Cultura

Lollapalooza reforça acessibilidade com ações para público neurodivergente e tradução dos shows em Libras

Festival começou nesta sexta-feira (20) e segue até domingo.

Por Nadedja Calado
 
Lollapalooza reforça, nesta edição, a estrutura de acessibilidade do festival, com uma série de ações voltadas a diferentes públicos. Entre os destaques está a Central de Acessibilidade, que reúne iniciativas pensadas também para o público neurodivergente, caso do Transtorno do Espectro Autista (TEA).
No espaço, há recursos como uma sala sensorial e o empréstimo de kits de regulação sensorial, com abafadores de ruído, óculos escuros e objetos que auxiliam no controle da sensibilidade. A retirada é feita na própria central.

Também é feita a distribuição do cordão de girassol oficial, que identifica pessoas com deficiências ocultas — sendo válido apenas o item entregue no local.

O presidente da SPTuris, Marcelo Salles, falou à CBN sobre a importância das medidas.
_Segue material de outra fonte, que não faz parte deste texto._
//! Ranked resume search.
//!
//! Parses a comma-separated term list and prints the two-stage ranking
//! produced by [`Store::search`]: substring recall over raw content, scored
//! by each candidate's total weighted keyword occurrences.

use anyhow::Result;

use crate::config::Config;
use crate::db;
use crate::store::Store;

pub async fn run_search(
    config: &Config,
    query: &str,
    json: bool,
    limit: Option<usize>,
) -> Result<()> {
    let terms: Vec<String> = query
        .split(',')
        .map(|t| t.trim().to_string())
        .filter(|t| !t.is_empty())
        .collect();

    if terms.is_empty() {
        println!("No results.");
        return Ok(());
    }

    let pool = db::connect(config).await?;
    let store = Store::new(pool);

    let mut hits = store.search(&terms).await?;
    hits.truncate(limit.unwrap_or(config.search.limit));

    if json {
        println!("{}", serde_json::to_string_pretty(&hits)?);
        store.close().await;
        return Ok(());
    }

    if hits.is_empty() {
        println!("No results.");
        store.close().await;
        return Ok(());
    }

    for (i, hit) in hits.iter().enumerate() {
        println!("{}. [{}] {}", i + 1, hit.score, hit.name);
        println!("    email: {}", hit.email);
        println!("    phone: {}", hit.phone);
        println!("    id: {}", hit.id);
        println!();
    }

    store.close().await;
    Ok(())
}
use anyhow::Result;
use sqlx::sqlite::{SqliteConnectOptions, SqlitePool, SqlitePoolOptions};
use std::str::FromStr;

use crate::config::Config;

pub async fn connect(config: &Config) -> Result<SqlitePool> {
    let db_path = &config.db.path;

    // Ensure parent directory exists
    if let Some(parent) = db_path.parent() {
        std::fs::create_dir_all(parent)?;
    }

    let options = SqliteConnectOptions::from_str(&format!("sqlite:{}", db_path.display()))?
        .create_if_missing(true)
        .journal_mode(sqlx::sqlite::SqliteJournalMode::Wal)
        // Match cascades depend on enforced foreign keys.
        .foreign_keys(true);

    let pool = SqlitePoolOptions::new()
        .max_connections(5)
        .connect_with(options)
        .await?;

    Ok(pool)
}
“Como é que você consegue trazer um evento para a cidade? Você tem que ter vários incentivos e esse é um deles. Esse é um patrimônio do município que pode ser utilizado, então você consegue trazer esses grandes eventos. Foi uma estratégia da prefeitura, mas ele é precificado. Então, eu entendo como uma forma muito importante para trazermos mais eventos e mais oportunidades paras as pessoas acompanharem os artistas”, disse.

O professor de inglês Nico Luciel Suaki, autista com nível 1 de suporte e com TDAH, visitou o espaço e avaliou a iniciativa como um avanço. Segundo ele, embora ainda não haja acessibilidade total — especialmente para pessoas com níveis mais altos de suporte —, a criação de áreas dedicadas já representa um passo importante.

“Você acolhe não somente os autistas, mas quem tem síndrome de pânico e também a questão da audiodescrição para as pessoas cegas. Então, essa é uma inovação muito importante”, falou.

Além disso, o festival oferece tradução simultânea dos shows em Língua Brasileira de Sinais (Libras), audiodescrição para pessoas cegas ou com baixa visão e mapa tátil do autódromo.

Há ainda empréstimo de cadeiras de rodas e do kit Livre, equipamento que facilita a locomoção com um propulsor elétrico acoplado à cadeira, entre outras ações detalhadas no site e nas redes do evento.